With the results and achievements obtained, the DisinfectAMR project contributes to improved knowledge on the effect of disinfectants used in chicken and salmon processing on bacterial loads and surface microbiota, especially with respect to effect against bacterial biofilm which can reduce the effective concentration of DI. Chicken and salmon meat continues to be involved in bacterial disease outbreaks, and our study highlights the importance of effective C&D routines since potential pathogens and spoilage bacteria are found in the surface microbiota in the processing environments. This knowledge is important for food processing operators to optimise C&D routines, which in the long term ensures adequate and sustainable production with low environmental impact at the industry partners. By filling the lack of knowledge on occurrence of AMR bacteria and genes in the food production value chain from processing environments to sidestream materials, feed ingredients, and waste-flow from the factories, the project also demonstrated the potential one-health risk of food production in spread of pathogens and AMR bacteria in a circular perspective to humans, animals and the environment. For the society in general, this new knowledge is important to consider when targeting circular economy and increased resource exploitation using sidestream materials and waste for new feed or food products. The project has established the infrastructure, protocols and competence to efficiently study AMR and disinfectants in the future and to test antibacterial effect in general. The comparable experiments performed in Romania established new research collaboration, and ensured that the outcome also have international relevance. The establishment of the consortium in DisinfectAMR also lead to further collaboration in projects and application initiatives, where the network, competence, and the established methods will be used further.

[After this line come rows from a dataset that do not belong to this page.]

use crate::Generator;
use burrow_core::ShortCode;
use parking_lot::Mutex;
use rand::rngs::StdRng;
use rand::{Rng, SeedableRng};

/// The 62-symbol alphabet short codes are drawn from.
pub const ALPHABET: &[u8; 62] = b"abcdefghijklmnopqrstuvwxyzABCDEFGHIJKLMNOPQRSTUVWXYZ0123456789";

/// Default length of generated codes, giving 62^8 (about 2.1e14) codes.
pub const DEFAULT_CODE_LENGTH: usize = 8;

/// Random fixed-length alphanumeric code generator.
///
/// Each instance owns its random source, so independent backends never share
/// state and tests can pin the sequence with [`RandomGenerator::seeded`].
#[derive(Debug)]
pub struct RandomGenerator {
    rng: Mutex<StdRng>,
    length: usize,
}

impl RandomGenerator {
    /// Creates a generator seeded from the operating system.
    pub fn new() -> Self {
        Self {
            rng: Mutex::new(StdRng::from_os_rng()),
            length: DEFAULT_CODE_LENGTH,
        }
    }

    /// Creates a generator with a fixed seed. Two generators with the same
    /// seed and length produce the same codes.
    pub fn seeded(seed: u64) -> Self {
        Self {
            rng: Mutex::new(StdRng::seed_from_u64(seed)),
            length: DEFAULT_CODE_LENGTH,
        }
    }

    /// Overrides the code length.
    pub fn with_length(mut self, length: usize) -> Self {
        self.length = length;
        self
    }

    pub fn length(&self) -> usize {
        self.length
    }

    /// Draws a random string of `length` symbols from [`ALPHABET`].
    pub fn random_string(&self, length: usize) -> String {
        let mut rng = self.rng.lock();
        (0..length)
            .map(|_| ALPHABET[rng.random_range(0..ALPHABET.len())] as char)
            .collect()
    }
}

impl Default for RandomGenerator {
    fn default() -> Self {
        Self::new()
    }
}

impl Generator for RandomGenerator {
    fn generate(&self) -> ShortCode {
        ShortCode::new_unchecked(self.random_string(self.length))
    }
}
use crate::settings::ShortenerSettings;
use crate::worker::{DeleteWorker, WorkerStats};
use async_trait::async_trait;
use burrow_core::{
    DeleteRequest, Insertion, Lookup, Repository, ShortCode, Shortened, Shortener,
    ShortenerError, UrlRecord,
};
use std::sync::Arc;
use tracing::{debug, info, trace};

/// The `Shortener` facade over a single repository backend.
///
/// The service owns:
/// - the repository, shared with the delete worker
/// - the delete worker that applies soft deletes in the background
///
/// Creates and lookups go straight to the repository and storage errors
/// are returned as they are; there are no retries at this layer.
#[derive(Debug)]
pub struct ShortenerService<R> {
    repository: Arc<R>,
    worker: DeleteWorker,
}

impl<R: Repository> ShortenerService<R> {
    /// Wraps `repository` and spawns the delete worker.
    ///
    /// Must be called from within a Tokio runtime.
    pub fn start(repository: R, settings: ShortenerSettings) -> Self {
        Self::start_shared(Arc::new(repository), settings)
    }

    /// Like [`start`](Self::start) for a repository the caller keeps a
    /// handle to, e.g. to drive journal checkpoints.
    pub fn start_shared(repository: Arc<R>, settings: ShortenerSettings) -> Self {
        let worker = DeleteWorker::spawn(Arc::clone(&repository), settings.delete_queue_capacity);
        info!("shortener service started");
        Self { repository, worker }
    }

    pub fn repository(&self) -> &R {
        &self.repository
    }

    pub fn worker(&self) -> &DeleteWorker {
        &self.worker
    }

    pub fn worker_stats(&self) -> &WorkerStats {
        self.worker.stats()
    }

    /// Stops the delete worker, then closes the repository.
    ///
    /// Deletes still queued at this point are discarded.
    pub async fn shutdown(&self) -> Result<(), ShortenerError> {
        self.worker.stop().await;
        self.repository.close().await?;
        info!("shortener service stopped");
        Ok(())
    }
}

#[async_trait]
impl<R: Repository> Shortener for ShortenerService<R> {
    async fn shorten(&self, owner_id: &str, original_url: &str) -> Result<Shortened, ShortenerError> {
        let shortened = match self.repository.create(owner_id, original_url).await? {
            Insertion::Created(code) => Shortened::Created(code),
            Insertion::Existing(code) => Shortened::Conflict(code),
        };
        debug!(owner = owner_id, code = %shortened.code(), conflict = shortened.is_conflict(), "shortened url");
        Ok(shortened)
    }

    async fn resolve(&self, code: &ShortCode) -> Result<Lookup, ShortenerError> {
        trace!(code = %code, "resolving short code");
        Ok(self.repository.get(code).await?)
    }

    async fn list(&self, owner_id: &str) -> Result<Vec<UrlRecord>, ShortenerError> {
        Ok(self.repository.list_by_owner(owner_id).await?)
    }

    async fn delete(&self, owner_id: &str, codes: Vec<ShortCode>) -> Result<(), ShortenerError> {
        if codes.is_empty() {
            return Ok(());
        }

        debug!(owner = owner_id, codes = codes.len(), "queueing delete request");
        self.worker
            .enqueue(DeleteRequest {
                owner_id: owner_id.to_string(),
                codes,
            })
            .await
    }

    async fn ping(&self) -> Result<(), ShortenerError> {
        Ok(self.repository.ping().await?)
    }
}
//! Disposable containers for integration tests.

pub mod error;
pub mod postgres;

pub use error::{Result, TestInfraError};
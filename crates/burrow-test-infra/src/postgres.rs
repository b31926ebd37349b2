use crate::Result;
use testcontainers::core::{IntoContainerPort, WaitFor};
use testcontainers::runners::AsyncRunner;
use testcontainers::ImageExt;
use testcontainers::{ContainerAsync, GenericImage};
use typed_builder::TypedBuilder;

#[derive(TypedBuilder)]
pub struct PostgresConfig {
    #[builder(default = "burrow".to_string())]
    database: String,
    #[builder(default = "burrow".to_string())]
    username: String,
    #[builder(default = "burrow".to_string())]
    password: String,
    #[builder(default = "16-alpine".to_string())]
    tag: String,
}

/// Test fixture for a disposable PostgreSQL server.
pub struct PostgresServer {
    container: ContainerAsync<GenericImage>,
    config: PostgresConfig,
}

impl PostgresServer {
    /// Starts a PostgreSQL container suitable for integration tests.
    pub async fn new(config: PostgresConfig) -> Result<Self> {
        // the entrypoint restarts the server once after init; wait for the
        // message that follows the restart
        let container = GenericImage::new("postgres", config.tag.as_str())
            .with_exposed_port(5432_u16.tcp())
            .with_wait_for(WaitFor::message_on_stderr(
                "database system is ready to accept connections",
            ))
            .with_env_var("POSTGRES_DB", config.database.as_str())
            .with_env_var("POSTGRES_USER", config.username.as_str())
            .with_env_var("POSTGRES_PASSWORD", config.password.as_str())
            .start()
            .await?;

        Ok(Self { container, config })
    }

    pub async fn host(&self) -> Result<String> {
        Ok(self.container.get_host().await?.to_string())
    }

    pub async fn port(&self) -> Result<u16> {
        Ok(self.container.get_host_port_ipv4(5432).await?)
    }

    pub async fn database_url(&self) -> Result<String> {
        let host = self.host().await?;
        let port = self.port().await?;
        Ok(format!(
            "postgres://{}:{}@{}:{}/{}",
            self.config.username, self.config.password, host, port, self.config.database
        ))
    }

    /// Returns the underlying container reference.
    pub fn container(&self) -> &ContainerAsync<GenericImage> {
        &self.container
    }
}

The project addresses the role of food production and the environment as reservoirs of antimicrobial resistant (AMR) bacteria and the impact of disinfectants (DI) as potential drivers for persistence of AMR in two food production plants, and one process plant for feed. Disinfection products play a key role for prevention and control of pathogenic bacteria in food production facilities. However, such chemical selective pressures may co-select for bacterial resistance in the environment, and studies on bacterial susceptibility to DI in food production pipelines have indicated correlations between bacterial antibiotic and DI resistance. From a One-Health perspective, AMR in humans, animals and the environment cannot be viewed separately, and the whole value chain of food production including also feed, process by-products, wastewater, sludge, etc. should be considered with respect to food safety and spread of AMR. The waste-flow in food production value chains is altered due to focus on circular economy and increased resource exploitation. This emphasise the need for better control on the processes in order to prevent the spread and transfer of AMR, since AMR bacteria and genes may be reintroduced to the circular system. To encounter these challenges, the main goal of the project is to study the effect of prolonged use of DI in Norwegian poultry and salmon production in terms of bacterial resistance towards the DI and potential cross-resistance to antibiotics, with direct impact on a process plant for fish feed ingredients which process raw material from both producers. The fundamental understanding of the drivers and pathways for AMR in other than clinical settings and antibiotics use is limited, and this knowledge gap represents a missing link in the One-Health perspective, thus the project will provide urgently needed knowledge. The outcome will be transferable to similar production facilities both national and international.